Странно было сознавать, что в длинных и непонятных венгерских фразах отображены мои угрозы, страхи, насмешки, крохотные частички, из которых слагается тело того, кто горел желанием угробить и себя, и заодно весь мир. Ни единого доброго словечка по-немецки, которое свидетельствовало бы о человеческой адекватности, одни только угрозы, обвинения, оскорбления, выражения пренебрежения. И среди всей этой писанины мне вдруг попалось приписываемая мне фраза: «Если ты так поступишь, я тебя убью». Она была повторена в двух местах и наверняка сопровождалась комментариями Юдит.
Когда же я мог сказать подобное? Если судить по дате, в одно из воскресений, второе по счету из совместно проведенных нами. Неужели я и вправду так сказал? Я попытался припомнить то воскресенье, возникший между нами спор на тему музыки, из которого я предпочел выйти со словами «Тебе уже ничем не поможешь» — фраза эта была помещена на следующей странице. Но в какой связи я грозил ей убийством? После того злополучного спора я ушел из дома И отправился в город с намерением где-нибудь выпить. Вернулся ночью и, насколько помнится, тут же ушел к себе в кабинет и завалился на тахту, во всяком случае, на следующее утро я проснулся именно на тахте. Следующий день был отмечен именно этой цитатой, хотя я, убей Бог, вспомнить не могу, что, впрочем, вполне можно отнести на счет утреннего похмелья. Так что она все-таки задумала?

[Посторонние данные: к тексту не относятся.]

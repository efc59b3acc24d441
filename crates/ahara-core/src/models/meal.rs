// ABOUTME: Meal profile and constitution models consumed by the feature encoder
// ABOUTME: Structured input with documented per-field defaults and constitution resolution
//
// SPDX-License-Identifier: MIT OR Apache-2.0
// Copyright (c) 2025 Ahara Nutrition Intelligence

use crate::constants::features::{CONSTITUTION_ENCODING, NUMERIC_FEATURE_COUNT};
use crate::constants::profile_defaults;
use crate::errors::InferenceError;
use serde::{Deserialize, Serialize};
use std::fmt;

/// Ayurvedic constitution (dosha) used to select dietary advice
#[derive(Debug, Clone, Copy, Serialize, Deserialize, PartialEq, Eq, Hash, PartialOrd, Ord)]
#[serde(rename_all = "UPPERCASE")]
pub enum Constitution {
    /// Vata - air and space
    Vata,
    /// Pitta - fire and water
    Pitta,
    /// Kapha - earth and water
    Kapha,
}

impl Constitution {
    /// All constitutions in one-hot slot order
    pub const ALL: [Self; 3] = [Self::Vata, Self::Pitta, Self::Kapha];

    /// One-hot slot index
    #[must_use]
    pub const fn index(self) -> usize {
        match self {
            Self::Vata => 0,
            Self::Pitta => 1,
            Self::Kapha => 2,
        }
    }

    /// Resolve a slot index; `None` outside 0..=2
    #[must_use]
    pub fn from_index(index: i64) -> Option<Self> {
        usize::try_from(index)
            .ok()
            .and_then(|i| Self::ALL.get(i).copied())
    }

    /// Case-insensitive exact parse; `None` for anything unrecognised
    #[must_use]
    pub fn parse(value: &str) -> Option<Self> {
        let upper = value.to_uppercase();
        CONSTITUTION_ENCODING
            .iter()
            .position(|name| *name == upper)
            .map(|i| Self::ALL[i])
    }

    /// Parse constitution from string, falling back to `Vata`
    #[must_use]
    pub fn from_str_lossy(value: &str) -> Self {
        Self::parse(value).unwrap_or(Self::Vata)
    }

    /// Canonical upper-case name
    #[must_use]
    pub const fn as_str(self) -> &'static str {
        CONSTITUTION_ENCODING[self.index()]
    }
}

impl fmt::Display for Constitution {
    fn fmt(&self, f: &mut fmt::Formatter<'_>) -> fmt::Result {
        f.write_str(self.as_str())
    }
}

/// Constitution as supplied by a caller: a slot index or a symbolic name
///
/// The two pipeline stages resolve it differently. The encoder is lenient and
/// maps unknown names to the first slot; the recommendation engine is strict and
/// treats unknown names as "no constitution", so no general advice is produced.
#[derive(Debug, Clone, PartialEq, Eq, Serialize, Deserialize)]
#[serde(untagged)]
pub enum ConstitutionInput {
    /// Integer slot index (valid range 0..=2)
    Index(i64),
    /// Symbolic name, matched case-insensitively
    Name(String),
}

impl Default for ConstitutionInput {
    fn default() -> Self {
        Self::Name(Constitution::Vata.as_str().to_owned())
    }
}

impl From<Constitution> for ConstitutionInput {
    fn from(constitution: Constitution) -> Self {
        Self::Name(constitution.as_str().to_owned())
    }
}

impl ConstitutionInput {
    /// Resolution used for feature encoding
    ///
    /// # Errors
    ///
    /// Returns `InferenceError::ConstitutionIndex` for an integer outside 0..=2.
    /// Unrecognised names are not an error: they resolve to `Vata`.
    pub fn resolve_lenient(&self) -> Result<Constitution, InferenceError> {
        match self {
            Self::Index(index) => {
                Constitution::from_index(*index).ok_or(InferenceError::ConstitutionIndex(*index))
            }
            Self::Name(name) => Ok(Constitution::from_str_lossy(name)),
        }
    }

    /// Resolution used for advice selection; `None` when unrecognised
    #[must_use]
    pub fn resolve_strict(&self) -> Option<Constitution> {
        match self {
            Self::Index(index) => Constitution::from_index(*index),
            Self::Name(name) => Constitution::parse(name),
        }
    }
}

/// One meal plus the eater's demographic and constitutional attributes
///
/// No field is range-checked; negative or implausible values, age and gender
/// included, are passed to the model unchanged.
#[derive(Debug, Clone, PartialEq, Serialize, Deserialize)]
#[serde(default)]
pub struct MealProfile {
    /// Energy (kcal)
    pub calories: f64,
    /// Protein (g)
    pub protein: f64,
    /// Carbohydrates (g)
    pub carbs: f64,
    /// Fat (g)
    pub fat: f64,
    /// Iron (mg)
    pub iron: f64,
    /// Vitamin C (mg)
    #[serde(rename = "vitaminC")]
    pub vitamin_c: f64,
    /// Age in years
    pub age: i64,
    /// Gender indicator (0 female, 1 male)
    pub gender: i64,
    /// Constitution, symbolic or by index
    #[serde(alias = "dosha")]
    pub constitution: ConstitutionInput,
}

impl Default for MealProfile {
    fn default() -> Self {
        Self {
            calories: profile_defaults::NUTRIENT,
            protein: profile_defaults::NUTRIENT,
            carbs: profile_defaults::NUTRIENT,
            fat: profile_defaults::NUTRIENT,
            iron: profile_defaults::NUTRIENT,
            vitamin_c: profile_defaults::NUTRIENT,
            age: profile_defaults::AGE,
            gender: profile_defaults::GENDER,
            constitution: ConstitutionInput::default(),
        }
    }
}

impl MealProfile {
    /// Continuous features in model order, before scaling
    #[must_use]
    pub fn numeric_features(&self) -> [f64; NUMERIC_FEATURE_COUNT] {
        [
            self.calories,
            self.protein,
            self.carbs,
            self.fat,
            self.iron,
            self.vitamin_c,
            self.age as f64,
            self.gender as f64,
        ]
    }
}
// ABOUTME: Personalized recommendations and supplement suggestions
// ABOUTME: Combines health goals, predicted deficiency probabilities, and constitution
//
// SPDX-License-Identifier: MIT OR Apache-2.0
// Copyright (c) 2025 Ahara Nutrition Intelligence

//! Personalized advice
//!
//! Recommendations come out in a fixed order: health goals first, then
//! deficiency advice (only when a prediction is available), then constitution
//! balance advice. Constitution matching is strict, so an unrecognised
//! constitution adds no balance advice.

use crate::config::intelligence::PersonalizedConfig;
use ahara_core::constants::{labels, personalized};
use ahara_core::models::{Constitution, HealthProfile};
use serde::{Deserialize, Serialize};
use std::collections::BTreeMap;

/// Urgency of a recommendation
#[derive(Debug, Clone, Copy, PartialEq, Eq, Hash, Serialize, Deserialize)]
#[serde(rename_all = "lowercase")]
pub enum Priority {
    /// Act on this first
    High,
    /// Worth doing
    Medium,
}

/// One piece of personalized advice
#[derive(Debug, Clone, PartialEq, Eq, Serialize, Deserialize)]
pub struct PersonalizedRecommendation {
    /// Advice area, e.g. "Dosha Balance"
    pub category: String,
    /// Urgency
    pub priority: Priority,
    /// What to aim for
    pub recommendation: String,
    /// Concrete step
    pub action: String,
}

impl PersonalizedRecommendation {
    fn new(category: &str, priority: Priority, recommendation: &str, action: &str) -> Self {
        Self {
            category: category.to_owned(),
            priority,
            recommendation: recommendation.to_owned(),
            action: action.to_owned(),
        }
    }
}

/// A supplement with an Ayurvedic alternative
#[derive(Debug, Clone, PartialEq, Eq, Serialize, Deserialize)]
pub struct SupplementSuggestion {
    /// Supplement name
    pub name: String,
    /// Daily amount
    pub dosage: String,
    /// When to take it
    pub timing: String,
    /// How long to take it
    pub duration: String,
    /// Traditional preparation serving the same purpose
    #[serde(rename = "ayurvedicAlternative", alias = "ayurvedic_alternative")]
    pub ayurvedic_alternative: String,
}

/// Builds personalized advice from a health profile and model probabilities
#[derive(Debug, Clone, Copy, Default)]
pub struct PersonalizedAdvisor {
    config: PersonalizedConfig,
}

impl PersonalizedAdvisor {
    /// Create an advisor with custom cut points
    #[must_use]
    pub const fn new(config: PersonalizedConfig) -> Self {
        Self { config }
    }

    /// Goal, deficiency, and constitution advice, in that order
    ///
    /// `probabilities` maps model labels to probabilities and is `None` when
    /// no prediction could be made.
    #[must_use]
    pub fn recommendations(
        &self,
        profile: &HealthProfile,
        probabilities: Option<&BTreeMap<String, f64>>,
    ) -> Vec<PersonalizedRecommendation> {
        let mut recommendations = Vec::new();

        if profile.has_goal(personalized::GOAL_WEIGHT_LOSS) {
            recommendations.push(PersonalizedRecommendation::new(
                "Weight Management",
                Priority::High,
                "Create a moderate calorie deficit while maintaining protein intake",
                "Reduce daily calories by 300-500 while keeping protein at 1.2g per kg body weight",
            ));
        }
        if profile.has_goal(personalized::GOAL_MUSCLE_BUILDING) {
            recommendations.push(PersonalizedRecommendation::new(
                "Muscle Building",
                Priority::High,
                "Increase protein intake and ensure adequate calories",
                "Aim for 1.6-2.2g protein per kg body weight with slight calorie surplus",
            ));
        }

        if let Some(probabilities) = probabilities {
            if exceeds(probabilities, labels::IRON, self.config.iron_advice_probability) {
                recommendations.push(PersonalizedRecommendation::new(
                    "Nutrient Deficiency",
                    Priority::High,
                    "Address potential iron deficiency",
                    "Include iron-rich foods with vitamin C sources for better absorption",
                ));
            }
            if exceeds(
                probabilities,
                labels::VITAMIN_C,
                self.config.vitamin_c_advice_probability,
            ) {
                recommendations.push(PersonalizedRecommendation::new(
                    "Nutrient Deficiency",
                    Priority::Medium,
                    "Increase vitamin C intake",
                    "Add citrus fruits, bell peppers, or amla to daily diet",
                ));
            }
        }

        recommendations.extend(constitution_recommendations(profile));
        recommendations
    }

    /// Supplements for likely iron and vitamin C deficiencies
    #[must_use]
    pub fn supplements(
        &self,
        probabilities: Option<&BTreeMap<String, f64>>,
    ) -> Vec<SupplementSuggestion> {
        let Some(probabilities) = probabilities else {
            return Vec::new();
        };
        let mut supplements = Vec::new();

        if exceeds(probabilities, labels::IRON, self.config.iron_supplement_probability) {
            supplements.push(SupplementSuggestion {
                name: "Iron Supplement".into(),
                dosage: "18mg daily".into(),
                timing: "With vitamin C source".into(),
                duration: "3 months, then retest".into(),
                ayurvedic_alternative: "Lauha Bhasma (Ayurvedic iron preparation)".into(),
            });
        }
        if exceeds(
            probabilities,
            labels::VITAMIN_C,
            self.config.vitamin_c_supplement_probability,
        ) {
            supplements.push(SupplementSuggestion {
                name: "Vitamin C".into(),
                dosage: "500mg daily".into(),
                timing: "With meals".into(),
                duration: "Ongoing".into(),
                ayurvedic_alternative: "Fresh Amla juice daily".into(),
            });
        }

        supplements
    }
}

fn exceeds(probabilities: &BTreeMap<String, f64>, label: &str, cut_point: f64) -> bool {
    probabilities.get(label).is_some_and(|p| *p > cut_point)
}

fn constitution_recommendations(profile: &HealthProfile) -> Vec<PersonalizedRecommendation> {
    match profile.user.constitution.resolve_strict() {
        Some(Constitution::Vata) => {
            let mut recommendations = vec![PersonalizedRecommendation::new(
                "Dosha Balance",
                Priority::Medium,
                "Focus on grounding and warming foods",
                "Include warm, cooked meals with healthy fats and regular meal timing",
            )];
            if profile.has_any_concern(&personalized::VATA_CALMING_CONCERNS) {
                recommendations.push(PersonalizedRecommendation::new(
                    "Mental Health",
                    Priority::High,
                    "Use calming foods to balance Vata",
                    "Include warm milk with nutmeg, dates, and calming herbal teas",
                ));
            }
            recommendations
        }
        Some(Constitution::Pitta) => vec![PersonalizedRecommendation::new(
            "Dosha Balance",
            Priority::Medium,
            "Emphasize cooling and calming foods",
            "Include sweet, bitter tastes and avoid excessive spicy or acidic foods",
        )],
        Some(Constitution::Kapha) => vec![PersonalizedRecommendation::new(
            "Dosha Balance",
            Priority::Medium,
            "Choose light, stimulating foods",
            "Include pungent, bitter tastes and reduce heavy, oily foods",
        )],
        None => Vec::new(),
    }
}
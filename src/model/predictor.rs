// ABOUTME: Predictive function seam mapping a feature vector to deficiency probabilities
// ABOUTME: Trait, closure adapter, and a linear sigmoid head loaded from the artifact
//
// SPDX-License-Identifier: MIT OR Apache-2.0
// Copyright (c) 2025 Ahara Nutrition Intelligence

use super::{ModelArtifact, OutputLayer};
use crate::constants::features::FEATURE_VECTOR_LEN;
use crate::errors::InferenceError;
use ahara_intelligence::FeatureVector;

/// Anything that can turn an encoded meal into per-label probabilities
///
/// Implementations must be safe to call concurrently; the batch runner shares
/// one predictor across the rayon pool.
pub trait DeficiencyPredictor: Send + Sync {
    /// Predict one probability per output label, in model output order
    ///
    /// # Errors
    ///
    /// Returns `InferenceError::Prediction` if the model cannot produce output
    fn predict(&self, features: &FeatureVector) -> Result<Vec<f64>, InferenceError>;
}

impl<F> DeficiencyPredictor for F
where
    F: Fn(&FeatureVector) -> Result<Vec<f64>, InferenceError> + Send + Sync,
{
    fn predict(&self, features: &FeatureVector) -> Result<Vec<f64>, InferenceError> {
        self(features)
    }
}

/// Logistic output head: `p_k = sigmoid(b_k + w_k . x)`
#[derive(Debug, Clone, PartialEq)]
pub struct LinearDeficiencyModel {
    weights: Vec<[f64; FEATURE_VECTOR_LEN]>,
    bias: Vec<f64>,
}

impl LinearDeficiencyModel {
    /// Build from weight rows and biases
    ///
    /// # Errors
    ///
    /// Returns `InferenceError::ShapeMismatch` if a row is not 11 wide or the
    /// bias count differs from the row count
    pub fn new(weights: &[Vec<f64>], bias: Vec<f64>) -> Result<Self, InferenceError> {
        if weights.len() != bias.len() {
            return Err(InferenceError::shape_mismatch(
                "output layer bias",
                weights.len(),
                bias.len(),
            ));
        }
        let weights = weights
            .iter()
            .map(|row| {
                <[f64; FEATURE_VECTOR_LEN]>::try_from(row.as_slice()).map_err(|_| {
                    InferenceError::shape_mismatch(
                        "output layer weights",
                        FEATURE_VECTOR_LEN,
                        row.len(),
                    )
                })
            })
            .collect::<Result<Vec<_>, _>>()?;
        Ok(Self { weights, bias })
    }

    /// Build from the artifact's frozen output head
    ///
    /// # Errors
    ///
    /// Returns `InferenceError::Configuration` if the artifact has no output layer
    pub fn from_artifact(artifact: &ModelArtifact) -> Result<Self, InferenceError> {
        let OutputLayer { weights, bias } = artifact.output_layer().ok_or_else(|| {
            InferenceError::configuration(format!(
                "model artifact {} has no output layer",
                artifact.version()
            ))
        })?;
        Self::new(weights, bias.clone())
    }
}

impl DeficiencyPredictor for LinearDeficiencyModel {
    fn predict(&self, features: &FeatureVector) -> Result<Vec<f64>, InferenceError> {
        Ok(self
            .weights
            .iter()
            .zip(&self.bias)
            .map(|(row, bias)| {
                let logit = row
                    .iter()
                    .zip(features.as_slice())
                    .fold(*bias, |acc, (w, x)| w.mul_add(*x, acc));
                sigmoid(logit)
            })
            .collect())
    }
}

fn sigmoid(z: f64) -> f64 {
    1.0 / (1.0 + (-z).exp())
}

Черт бы побрал и ее саму, и ее окаянную писанину!
24
Я считаюсь музыкантом XX столетия; и если мне удастся дожить до XXI, что, в общем и целом, вполне осуществимо, в воспоминаниях обо мне и некрологах можно будет прочесть следующее: он был типичным представителем музыки последней трети XX века, который хоть и сознавал наличие новых тенденций, однако так и не сумел отдать им должное. Его воистину панический страх затронуть понятие ауры музыкального произведения и обусловил его двойную жизнь. С одной стороны, он — и это в первую очередь относится к его операм — достиг умеренного модернизма, с другой — зарабатывал себе на жизнь, запродав свой несомненно незаурядный талант телевизионщикам, для которых написал бесчисленное множество композиций, большинство из которых стали назойливыми хитами. Нет сомнения в том, что главным проектом его жизни был замысел написать оперу о Мандельштаме, посредством которой он всеми имеющимися средствами, вдохновенно и искренне попытался собрать воедино центробежные силы столетия, господствовавшие как в искусстве, так и в политике. Вопрос о том, удалось ли ему преодолеть разрыв, отделяющий намерение представить ход истории как социально-политическую необходимость и практические шаги по воплощению в действительность этого намерения, так и остается открытым. Однако нюрнбергская премьера оперы и последующие ее постановки в Варшаве, Москве и Будапеште могут считаться последними яркими моментами в истории умирающей оперной культуры. Подводя итог, можно утверждать, что музыкальная жизнь восточной части Европы притягивала его сильнее, нежели музыкальная жизнь западной. Последние годы можно обозначить как период творческого затишья. Композитор, живущий в отдаленной деревушке на юге Франции, был редким гостем в музыкальных метрополиях мира, хотя отдельные «фрагменты» его произведений всегда находили исполнителя. Тем большим шоком является факт, что несколько дней назад он повесился в своем домике во Франции.